//! Offline queue commands.

use basket_client::ClientContext;

/// Log the queued operations in replay order.
pub async fn list(ctx: &ClientContext) -> Result<(), Box<dyn std::error::Error>> {
    let pending = ctx.sync().pending().await?;
    if pending.is_empty() {
        tracing::info!("Offline queue is empty");
        return Ok(());
    }

    for op in &pending {
        tracing::info!(
            id = %op.id,
            seq = op.seq,
            attempts = op.attempts,
            created_at = %op.created_at,
            "{} {}",
            op.method,
            op.endpoint
        );
    }
    tracing::info!("{} operation(s) queued", pending.len());
    Ok(())
}

/// Replay the queue now.
pub async fn drain(ctx: &ClientContext) -> Result<(), Box<dyn std::error::Error>> {
    let report = ctx.sync().request_sync().await?;
    tracing::info!(
        replayed = report.replayed,
        dead_lettered = report.dead_lettered,
        remaining = report.remaining,
        "Drain finished"
    );
    if report.halted {
        tracing::warn!("Drain stopped early, operations remain queued");
    }
    Ok(())
}
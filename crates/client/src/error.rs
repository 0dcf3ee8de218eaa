//! Crate-level error type.

use thiserror::Error;

use crate::config::ConfigError;
use crate::fetch::FetchError;
use crate::session::AuthError;
use crate::sync::SyncError;

/// Any error surfaced by the client layer.
#[derive(Debug, Error)]
pub enum ClientError {
    /// Configuration could not be loaded.
    #[error("Config error: {0}")]
    Config(#[from] ConfigError),

    /// Login, registration or another auth call failed.
    #[error(transparent)]
    Auth(#[from] AuthError),

    /// An API request failed.
    #[error("API error: {0}")]
    Fetch(#[from] FetchError),

    /// The offline queue could not take or replay work.
    #[error("Sync error: {0}")]
    Sync(#[from] SyncError),

    /// A payload could not be encoded.
    #[error("Serialization error: {0}")]
    Serialization(#[from] serde_json::Error),

    /// The HTTP client could not be built.
    #[error("HTTP client error: {0}")]
    Http(#[from] reqwest::Error),
}

/// Result type alias for `ClientError`.
pub type Result<T> = std::result::Result<T, ClientError>;
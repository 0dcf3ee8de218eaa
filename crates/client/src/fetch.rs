//! Authenticated API client.
//!
//! [`ApiClient`] wraps `reqwest` and attaches the current session's access
//! token as a bearer credential. Requests that require a session fail fast,
//! without touching the network, when none is held or its token has expired.
//!
//! A 401 on a request that carried a token is never retried, but it starts a
//! session refresh so the next request holds a fresh token, or no session
//! at all when the refresh is refused.

use reqwest::{Method, StatusCode};
use serde::Serialize;
use serde::de::DeserializeOwned;
use thiserror::Error;
use tracing::{debug, instrument, warn};
use url::Url;

use crate::session::SessionStore;

/// Whether a request needs a session.
#[derive(Debug, Clone, Copy, PartialEq, Eq)]
pub enum AuthMode {
    /// Fail with [`FetchError::Unauthenticated`] or
    /// [`FetchError::SessionExpired`] instead of sending anonymously.
    Required,
    /// Attach the credential when a valid one is held, otherwise send
    /// anonymously.
    Optional,
}

/// Errors from [`ApiClient`] requests.
#[derive(Debug, Error)]
pub enum FetchError {
    /// No session is held.
    #[error("not authenticated")]
    Unauthenticated,

    /// The held access token has expired.
    #[error("session expired")]
    SessionExpired,

    /// The server refused the credential (401).
    #[error("unauthorized")]
    Unauthorized,

    /// Any other non-success response.
    #[error("request failed with status {status}: {message}")]
    Status { status: StatusCode, message: String },

    /// The request never completed.
    #[error("network error: {0}")]
    Network(#[from] reqwest::Error),

    #[error("invalid URL: {0}")]
    InvalidUrl(#[from] url::ParseError),
}

impl FetchError {
    /// Whether the failure means the API was unreachable, as opposed to
    /// reachable but refusing.
    #[must_use]
    pub fn is_offline(&self) -> bool {
        match self {
            Self::Network(e) => e.is_connect() || e.is_timeout() || e.is_request(),
            _ => false,
        }
    }

    /// HTTP status of the response, if one was received.
    #[must_use]
    pub const fn status(&self) -> Option<StatusCode> {
        match self {
            Self::Unauthorized => Some(StatusCode::UNAUTHORIZED),
            Self::Status { status, .. } => Some(*status),
            _ => None,
        }
    }
}

/// HTTP client for the storefront API.
#[derive(Clone)]
pub struct ApiClient {
    client: reqwest::Client,
    base_url: Url,
    session: SessionStore,
}

impl std::fmt::Debug for ApiClient {
    fn fmt(&self, f: &mut std::fmt::Formatter<'_>) -> std::fmt::Result {
        f.debug_struct("ApiClient")
            .field("base_url", &self.base_url.as_str())
            .finish_non_exhaustive()
    }
}

impl ApiClient {
    /// Create a client. `base_url` must end with `/`.
    #[must_use]
    pub const fn new(client: reqwest::Client, base_url: Url, session: SessionStore) -> Self {
        Self {
            client,
            base_url,
            session,
        }
    }

    /// Base URL requests are resolved against.
    #[must_use]
    pub const fn base_url(&self) -> &Url {
        &self.base_url
    }

    /// Resolve an API path such as `/cart` or `cart` under the base URL.
    ///
    /// # Errors
    ///
    /// Returns `FetchError::InvalidUrl` if the path cannot be joined.
    pub fn url(&self, path: &str) -> Result<Url, FetchError> {
        Ok(self.base_url.join(path.trim_start_matches('/'))?)
    }

    /// Send a request and return the successful response.
    ///
    /// # Errors
    ///
    /// See [`FetchError`]. Credential checks happen before the request is
    /// built; a 401 is never retried but refreshes the session before
    /// returning `FetchError::Unauthorized`.
    #[instrument(skip(self, body), fields(method = %method, path = %path))]
    pub async fn send<B: Serialize + Sync + ?Sized>(
        &self,
        method: Method,
        path: &str,
        body: Option<&B>,
        mode: AuthMode,
    ) -> Result<reqwest::Response, FetchError> {
        let token = self.session.access_token().await;
        let expired = token.is_some() && self.session.is_expired(0).await;
        let token = match (token, mode) {
            (None, AuthMode::Required) => return Err(FetchError::Unauthenticated),
            (Some(_), AuthMode::Required) if expired => return Err(FetchError::SessionExpired),
            (Some(_), AuthMode::Optional) if expired => None,
            (token, _) => token,
        };

        let mut request = self.client.request(method, self.url(path)?);
        if let Some(token) = &token {
            request = request.bearer_auth(token.expose());
        }
        if let Some(body) = body {
            request = request.json(body);
        }

        let response = request.send().await?;
        let status = response.status();
        debug!(status = status.as_u16(), authenticated = token.is_some(), "API response");

        if status == StatusCode::UNAUTHORIZED {
            warn!("API refused credential");
            if token.is_some() {
                let outcome = self.session.refresh().await;
                debug!(?outcome, "Session refreshed after refused credential");
            }
            return Err(FetchError::Unauthorized);
        }
        if !status.is_success() {
            let message = response.text().await.unwrap_or_default();
            return Err(FetchError::Status { status, message });
        }
        Ok(response)
    }

    /// Send a request and decode a JSON response body.
    ///
    /// # Errors
    ///
    /// As [`send`](Self::send), plus `FetchError::Network` when the body is
    /// not valid JSON for `T`.
    pub async fn send_json<B, T>(
        &self,
        method: Method,
        path: &str,
        body: Option<&B>,
        mode: AuthMode,
    ) -> Result<T, FetchError>
    where
        B: Serialize + Sync + ?Sized,
        T: DeserializeOwned,
    {
        Ok(self.send(method, path, body, mode).await?.json().await?)
    }
}

#[cfg(test)]
#[allow(clippy::unwrap_used)]
mod tests {
    use std::sync::Arc;

    use serde_json::Value;

    use super::*;
    use crate::persistence::Persistence;
    use crate::session::tests::FakeAuthApi;

    async fn client(signed_in_ttl: Option<i64>) -> ApiClient {
        let session = SessionStore::new(Arc::new(FakeAuthApi::default()), Persistence::in_memory());
        session.initialize(60).await;
        if let Some(ttl) = signed_in_ttl {
            session.replace(crate::session::tests::session(ttl, "r")).await;
        }
        // Port 9 (discard) on localhost: nothing listens, so any request that
        // does go out fails with a connection error.
        ApiClient::new(
            reqwest::Client::new(),
            Url::parse("http://127.0.0.1:9/api/").unwrap(),
            session,
        )
    }

    #[tokio::test]
    async fn test_required_without_session() {
        let api = client(None).await;
        let err = api
            .send::<Value>(Method::GET, "/orders", None, AuthMode::Required)
            .await
            .unwrap_err();
        assert!(matches!(err, FetchError::Unauthenticated));
        assert!(!err.is_offline());
    }

    #[tokio::test]
    async fn test_required_with_expired_token() {
        let api = client(Some(-30)).await;
        let err = api
            .send::<Value>(Method::GET, "/orders", None, AuthMode::Required)
            .await
            .unwrap_err();
        assert!(matches!(err, FetchError::SessionExpired));
    }

    #[tokio::test]
    async fn test_optional_goes_to_network() {
        let api = client(None).await;
        let err = api
            .send::<Value>(Method::GET, "/products", None, AuthMode::Optional)
            .await
            .unwrap_err();
        assert!(err.is_offline(), "expected a connection failure, got {err}");
    }

    #[tokio::test]
    async fn test_path_resolution() {
        let api = client(None).await;
        assert_eq!(api.url("/cart").unwrap().as_str(), "http://127.0.0.1:9/api/cart");
        assert_eq!(api.url("auth/login").unwrap().as_str(), "http://127.0.0.1:9/api/auth/login");
    }
}
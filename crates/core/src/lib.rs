//! Basket Core - Shared types library.
//!
//! This crate provides the domain types used across all Basket components:
//! - `client` - Client-side commerce state (cart, session, offline queue)
//! - `cli` - Command-line driver for the client state layer
//!
//! # Architecture
//!
//! The core crate contains only types - no I/O, no storage access,
//! no HTTP clients. This keeps it lightweight and allows it to be used anywhere,
//! including inside a browser or a background worker.
//!
//! # Modules
//!
//! - [`types`] - Newtype wrappers for ids, prices, emails, credentials and roles

#![cfg_attr(not(test), forbid(unsafe_code))]

pub mod types;

pub use types::*;
//! Cart commands.
//!
//! Every mutation is applied to the local cart first and then pushed to the
//! API unless `--local` is given. Pushes made while the API is unreachable
//! land in the offline queue.

use std::str::FromStr;

use basket_client::ClientContext;
use basket_client::cart::{CartCommand, NewLineItem, SyncOutcome, Variant};
use basket_core::{LineItemId, Price, ProductId, VariantId};
use rust_decimal::Decimal;

use crate::error::CommandError;

/// Log every line item and the cart totals.
pub fn list(ctx: &ClientContext) {
    let state = ctx.cart().state();
    if state.is_empty() {
        tracing::info!("Cart is empty");
        return;
    }

    for item in state.items() {
        let variant = item
            .variant
            .as_ref()
            .map(|v| format!(" ({}: {})", v.name, v.value))
            .unwrap_or_default();
        tracing::info!(
            id = %item.id,
            product_id = %item.product_id,
            "{} x{}{} @ {} = {}",
            item.name,
            item.quantity,
            variant,
            item.price,
            item.line_total()
        );
    }
    tracing::info!(items = state.item_count(), "Total: {}", state.total());
}

/// Build a line item from command-line arguments.
///
/// # Errors
///
/// Returns `CommandError` for a malformed or negative price or a malformed
/// variant.
pub fn new_item(
    product: &str,
    name: &str,
    price: &str,
    quantity: u32,
    image: String,
    variant: Option<&str>,
) -> Result<NewLineItem, CommandError> {
    Ok(NewLineItem {
        product_id: ProductId::new(product),
        name: name.to_string(),
        price: parse_price(price)?,
        quantity,
        image,
        variant: variant.map(parse_variant).transpose()?,
    })
}

/// Add an item.
pub async fn add(
    ctx: &ClientContext,
    item: NewLineItem,
    local: bool,
) -> Result<(), Box<dyn std::error::Error>> {
    submit(ctx, CartCommand::add(item), local).await
}

/// Remove a line item.
pub async fn remove(ctx: &ClientContext, id: &str, local: bool) -> Result<(), Box<dyn std::error::Error>> {
    let id = parse_line_id(id)?;
    submit(ctx, CartCommand::RemoveItem { id }, local).await
}

/// Set a line item's quantity.
pub async fn update(
    ctx: &ClientContext,
    id: &str,
    quantity: i64,
    local: bool,
) -> Result<(), Box<dyn std::error::Error>> {
    let id = parse_line_id(id)?;
    submit(ctx, CartCommand::UpdateQuantity { id, quantity }, local).await
}

/// Empty the cart.
pub async fn clear(ctx: &ClientContext, local: bool) -> Result<(), Box<dyn std::error::Error>> {
    submit(ctx, CartCommand::Clear, local).await
}

async fn submit(
    ctx: &ClientContext,
    command: CartCommand,
    local: bool,
) -> Result<(), Box<dyn std::error::Error>> {
    if !ctx.cart().apply(command.clone()) {
        tracing::info!("Nothing changed, not pushing");
        return Ok(());
    }
    tracing::info!(
        items = ctx.cart().item_count(),
        total = %ctx.cart().total(),
        "Cart updated"
    );

    if local {
        return Ok(());
    }

    match ctx.cart_sync().push(&command).await? {
        SyncOutcome::Synced => tracing::info!("Synced with the API"),
        SyncOutcome::Queued(id) => tracing::warn!(operation_id = %id, "API unreachable, queued for replay"),
    }
    Ok(())
}

fn parse_price(s: &str) -> Result<Price, CommandError> {
    let amount = Decimal::from_str(s.trim()).map_err(|_| CommandError::Price(s.to_string()))?;
    Ok(Price::new(amount)?)
}

fn parse_line_id(s: &str) -> Result<LineItemId, CommandError> {
    LineItemId::from_str(s.trim()).map_err(|_| CommandError::LineItemId(s.to_string()))
}

/// Parse `id:name:value`.
fn parse_variant(s: &str) -> Result<Variant, CommandError> {
    let mut parts = s.splitn(3, ':');
    match (parts.next(), parts.next(), parts.next()) {
        (Some(id), Some(name), Some(value)) if !id.is_empty() && !name.is_empty() => Ok(Variant {
            id: VariantId::new(id),
            name: name.to_string(),
            value: value.to_string(),
        }),
        _ => Err(CommandError::Variant(s.to_string())),
    }
}

#[cfg(test)]
#[allow(clippy::unwrap_used)]
mod tests {
    use super::*;

    #[test]
    fn test_new_item_parses_price_and_variant() {
        let item = new_item("prod-shirt", "Shirt", "25.50", 2, String::new(), Some("var-l:Size:L")).unwrap();

        assert_eq!(item.price, Price::from_cents(2550));
        assert_eq!(item.quantity, 2);
        let variant = item.variant.unwrap();
        assert_eq!(variant.id, VariantId::new("var-l"));
        assert_eq!(variant.name, "Size");
        assert_eq!(variant.value, "L");
    }

    #[test]
    fn test_variant_value_may_contain_colons() {
        let variant = parse_variant("v1:Time:10:30").unwrap();
        assert_eq!(variant.value, "10:30");
    }

    #[test]
    fn test_rejects_bad_input() {
        assert!(matches!(parse_price("abc"), Err(CommandError::Price(_))));
        assert!(matches!(parse_price("-1.00"), Err(CommandError::NegativePrice(_))));
        assert!(matches!(parse_variant("var-l:Size"), Err(CommandError::Variant(_))));
        assert!(matches!(parse_line_id("not-a-uuid"), Err(CommandError::LineItemId(_))));
    }

    fn offline_config(dir: &std::path::Path) -> basket_client::ClientConfig {
        let mut config = basket_client::ClientConfig::new("http://127.0.0.1:9/api", dir).unwrap();
        config.http_timeout = std::time::Duration::from_secs(2);
        config.sync.interval = std::time::Duration::from_secs(3600);
        config.refresh.interval = std::time::Duration::from_secs(3600);
        config
    }

    #[tokio::test]
    async fn test_noop_mutation_is_not_pushed() {
        let dir = tempfile::tempdir().unwrap();
        let ctx = ClientContext::start(offline_config(dir.path())).await.unwrap();

        remove(&ctx, &LineItemId::generate().to_string(), false).await.unwrap();
        clear(&ctx, false).await.unwrap();
        assert!(ctx.sync().pending().await.unwrap().is_empty());

        let item = new_item("prod-mug", "Mug", "9.99", 1, String::new(), None).unwrap();
        add(&ctx, item, false).await.unwrap();
        assert_eq!(ctx.sync().pending().await.unwrap().len(), 1);

        ctx.shutdown().await;
    }
}
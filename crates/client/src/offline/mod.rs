//! Offline response cache.
//!
//! Routes same-origin `GET` requests through a pair of versioned caches:
//!
//! | Request                     | Strategy                                        |
//! |-----------------------------|-------------------------------------------------|
//! | non-GET or cross-origin     | straight to the network, never cached           |
//! | `/api/*`                    | network only, synthetic 503 JSON when offline   |
//! | `Accept: text/html`         | network first, then cache, then offline page    |
//! | static asset extensions     | cache first, refreshed in the background        |
//! | anything else               | network first, then cache                       |
//!
//! Successful page and default responses land in the dynamic cache; static
//! assets and precached paths land in the static cache.

mod fetcher;
mod storage;

pub use fetcher::{Fetcher, HttpFetcher, NetworkError, OfflineRequest, OfflineResponse, ResponseSource};
pub use storage::CacheStorage;

use std::sync::Arc;

use reqwest::Method;
use thiserror::Error;
use tracing::{debug, info, instrument, warn};
use url::Url;

use crate::config::OfflineConfig;

const STATIC_EXTENSIONS: &[&str] = &[
    "js", "css", "png", "jpg", "jpeg", "gif", "svg", "woff", "woff2", "ttf", "eot",
];

/// Errors from [`OfflineCache::install`].
#[derive(Debug, Error)]
pub enum OfflineError {
    #[error(transparent)]
    Network(#[from] NetworkError),

    /// A precached path answered with a non-success status.
    #[error("precache of {url} failed with status {status}")]
    Status { url: String, status: u16 },

    #[error("invalid URL: {0}")]
    InvalidUrl(#[from] url::ParseError),
}

/// How a request is served.
#[derive(Debug, Clone, Copy, PartialEq, Eq)]
pub enum Strategy {
    Passthrough,
    NetworkOnly,
    PageNetworkFirst,
    CacheFirst,
    NetworkFirst,
}

/// Pick the strategy for `request` issued from `origin`.
#[must_use]
pub fn classify(request: &OfflineRequest, origin: &Url) -> Strategy {
    if request.method != Method::GET || request.url.origin() != origin.origin() {
        return Strategy::Passthrough;
    }

    let path = request.url.path();
    if path.starts_with("/api") {
        Strategy::NetworkOnly
    } else if request.accepts_html() {
        Strategy::PageNetworkFirst
    } else if is_static_asset(path) {
        Strategy::CacheFirst
    } else {
        Strategy::NetworkFirst
    }
}

fn is_static_asset(path: &str) -> bool {
    path.rsplit_once('.')
        .is_some_and(|(_, ext)| STATIC_EXTENSIONS.contains(&ext))
}

/// Versioned response cache in front of a [`Fetcher`].
#[derive(Clone)]
pub struct OfflineCache {
    inner: Arc<OfflineCacheInner>,
}

struct OfflineCacheInner {
    storage: CacheStorage,
    fetcher: Arc<dyn Fetcher>,
    origin: Url,
    config: OfflineConfig,
}

impl OfflineCache {
    /// Create a cache serving `origin`.
    #[must_use]
    pub fn new(fetcher: Arc<dyn Fetcher>, origin: Url, config: OfflineConfig) -> Self {
        Self::with_storage(fetcher, origin, config, CacheStorage::new())
    }

    /// Create a cache over existing storage, e.g. one left by an older version.
    #[must_use]
    pub fn with_storage(
        fetcher: Arc<dyn Fetcher>,
        origin: Url,
        config: OfflineConfig,
        storage: CacheStorage,
    ) -> Self {
        Self {
            inner: Arc::new(OfflineCacheInner {
                storage,
                fetcher,
                origin,
                config,
            }),
        }
    }

    /// The underlying named caches.
    #[must_use]
    pub fn storage(&self) -> &CacheStorage {
        &self.inner.storage
    }

    /// Precache the configured paths into the static cache.
    ///
    /// All or nothing: if any path fails, nothing is stored.
    ///
    /// # Errors
    ///
    /// Returns the first network failure or non-success status.
    #[instrument(skip(self))]
    pub async fn install(&self) -> Result<usize, OfflineError> {
        let mut fetched = Vec::with_capacity(self.inner.config.precache.len());
        for path in &self.inner.config.precache {
            let url = self.inner.origin.join(path)?;
            let response = self.inner.fetcher.fetch(&OfflineRequest::get(url.clone())).await?;
            if !response.is_success() {
                return Err(OfflineError::Status {
                    url: url.into(),
                    status: response.status,
                });
            }
            fetched.push((url, response));
        }

        let cache = self.inner.storage.open(&self.inner.config.static_cache());
        let count = fetched.len();
        for (url, response) in fetched {
            cache.insert(url.into(), response).await;
        }
        info!(count, "Precached static assets");
        Ok(count)
    }

    /// Delete every cache that is not the current static or dynamic cache.
    /// Returns the names deleted.
    #[instrument(skip(self))]
    pub fn activate(&self) -> Vec<String> {
        let keep = [self.inner.config.static_cache(), self.inner.config.dynamic_cache()];
        let stale: Vec<String> = self
            .inner
            .storage
            .keys()
            .into_iter()
            .filter(|name| !keep.contains(name))
            .collect();

        for name in &stale {
            self.inner.storage.delete(name);
        }
        if !stale.is_empty() {
            info!(deleted = ?stale, "Removed stale caches");
        }
        stale
    }

    /// Serve `request` according to its [`Strategy`].
    ///
    /// # Errors
    ///
    /// Returns `NetworkError` only when the network fails and the strategy
    /// has nothing to fall back on.
    #[instrument(skip(self, request), fields(url = %request.url))]
    pub async fn fetch(&self, request: &OfflineRequest) -> Result<OfflineResponse, NetworkError> {
        let strategy = classify(request, &self.inner.origin);
        debug!(?strategy, "Routing request");

        match strategy {
            Strategy::Passthrough => self.inner.fetcher.fetch(request).await,
            Strategy::NetworkOnly => Ok(self.network_only(request).await),
            Strategy::PageNetworkFirst => Ok(self.page_network_first(request).await),
            Strategy::CacheFirst => self.cache_first(request).await,
            Strategy::NetworkFirst => self.network_first(request).await,
        }
    }

    async fn network_only(&self, request: &OfflineRequest) -> OfflineResponse {
        match self.inner.fetcher.fetch(request).await {
            Ok(response) => response,
            Err(e) => {
                warn!(error = %e, "API request failed offline");
                fallback(503, "application/json", r#"{"error":"Network error"}"#)
            }
        }
    }

    async fn page_network_first(&self, request: &OfflineRequest) -> OfflineResponse {
        match self.network_and_store(request).await {
            Ok(response) => response,
            Err(e) => {
                debug!(error = %e, "Page fetch failed, trying cache");
                if let Some(cached) = self.inner.storage.match_any(request.url.as_str()).await {
                    return cached.from_cache();
                }
                if let Ok(page) = self.inner.origin.join(&self.inner.config.offline_page)
                    && let Some(cached) = self.inner.storage.match_any(page.as_str()).await
                {
                    return cached.from_cache();
                }
                fallback(503, "text/plain", "Offline")
            }
        }
    }

    async fn cache_first(&self, request: &OfflineRequest) -> Result<OfflineResponse, NetworkError> {
        if let Some(cached) = self.inner.storage.match_any(request.url.as_str()).await {
            let this = self.clone();
            let request = request.clone();
            tokio::spawn(async move {
                match this.inner.fetcher.fetch(&request).await {
                    Ok(fresh) if fresh.is_success() => {
                        this.static_cache().insert(request.url.into(), fresh).await;
                    }
                    Ok(_) => {}
                    Err(e) => debug!(error = %e, "Background revalidation failed"),
                }
            });
            return Ok(cached.from_cache());
        }

        let response = self.inner.fetcher.fetch(request).await?;
        if response.is_success() {
            self.static_cache()
                .insert(request.url.to_string(), response.clone())
                .await;
        }
        Ok(response)
    }

    async fn network_first(&self, request: &OfflineRequest) -> Result<OfflineResponse, NetworkError> {
        match self.network_and_store(request).await {
            Ok(response) => Ok(response),
            Err(e) => self
                .inner
                .storage
                .match_any(request.url.as_str())
                .await
                .map(OfflineResponse::from_cache)
                .ok_or(e),
        }
    }

    /// Fetch, keeping a copy of successful responses in the dynamic cache.
    async fn network_and_store(&self, request: &OfflineRequest) -> Result<OfflineResponse, NetworkError> {
        let response = self.inner.fetcher.fetch(request).await?;
        if response.is_success() {
            self.inner
                .storage
                .open(&self.inner.config.dynamic_cache())
                .insert(request.url.to_string(), response.clone())
                .await;
        }
        Ok(response)
    }

    fn static_cache(&self) -> moka::future::Cache<String, OfflineResponse> {
        self.inner.storage.open(&self.inner.config.static_cache())
    }
}

fn fallback(status: u16, content_type: &str, body: &str) -> OfflineResponse {
    OfflineResponse {
        status,
        content_type: Some(content_type.to_string()),
        body: body.as_bytes().to_vec(),
        source: ResponseSource::Fallback,
    }
}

**YOUR INSTRUCTIONS:**
Locate all lines in the listing above with the word "assets". Copy them.

**TASK SOLUTION:**
//! assets and precached paths land in the static cache.
        info!(count, "Precached static assets");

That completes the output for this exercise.